Çünkü yaz mevsimi, bu hâlin yüz binde birini zevkan ya’nî bizzat kendinde yaşamayı görmen için konulmuş olan bir mevsimdir. Bundan dolayı bu mevsimde bu gibi tefekkürler senin üzerine gâlib gelsin. Ve bunlar bu mevsimde nefsinin gıdâsı olsun. Çünkü bu gibi tefekkürler seni dehşete düşürüp nefsini sâlih amellere sevk eder. Ve bu ameller nefsinin âhiret yurdunda saâdet âlemine katılması için ona uygun olur. Eğer bu mevsimde bu tefekkürlere dalar isen güzel ve sâf ve pâk olan bir hâl içinde olursun.

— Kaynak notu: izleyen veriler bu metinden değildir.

use thiserror::Error;

#[derive(Error, Debug)]
pub enum TileError {
    #[error("invalid channel count {0}, expected 3 or 4")]
    Channels(usize),

    #[error("payload length {got} does not match {expected} for a {size}x{size} tile")]
    PayloadLen {
        got: usize,
        expected: usize,
        size: usize,
    },
}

Şimdi ey muhterem okuyucu! Bu nasîhatlar kıyâmete ve onun hallerine ve ürküntü veren durumlarına îmân edenleredir. Buna îmân etmeyenlere hitâb mümkün değildir. Çünkü bu inkârcılar hem kendi nefislerinden hem de dışarıdaki hallerden gâfil ve habersizdirler. Onlar kendi vücûdlarının, babalarının vücûdunda var olan küçük bir canlı olup, nutfe ile anne rahmine aktarıldığını ve anne karnında yavaş yavaş gelişerek cenîn hâline geldiklerini; ve daha sonra a’zâları tam bir halde annenin vücûdundan çıkıp dünyevî hayâta karıştıklarını; ve daha sonra yavaş yavaş olgunlaşarak bilmediklerini öğrendiklerini; ve ondan sonra kemâle gelip kiminin şâir, kiminin yazar, kiminin mühendis ve kiminin mi’mâr olduğunu; ve bunların hepsinin bir takım değişmelerden ibâret olup bundan sonra yine o değişmelerin devâm edip gideceğini tefekkür edemeyen düşünceleri sınırlı kimselerdir. Onların sınırlı düşüncelerine bu değişmelerin öldükten sonra dahi devâm edeceğini ve güneş sistemimizin de hâlen değişimde olduğunu aktarabilmek mümkün değildir. Çünkü onlar dünyevî ilimlerde ne kadar görünüşte zekâlarını gösterseler bile yine ahmaktırlar. Çünkü geçerli bir ayırt edicilik sâhibi değildirler. Bildikleri şeylerden geçerli netîceleri çıkaramazlar. Mesnevi:
Tercüme: “Böyle bir kimse her ne kadar mutlak zekî olsa bile, mâdemki bu ayırt edicilik yoktur, ahmaktır.”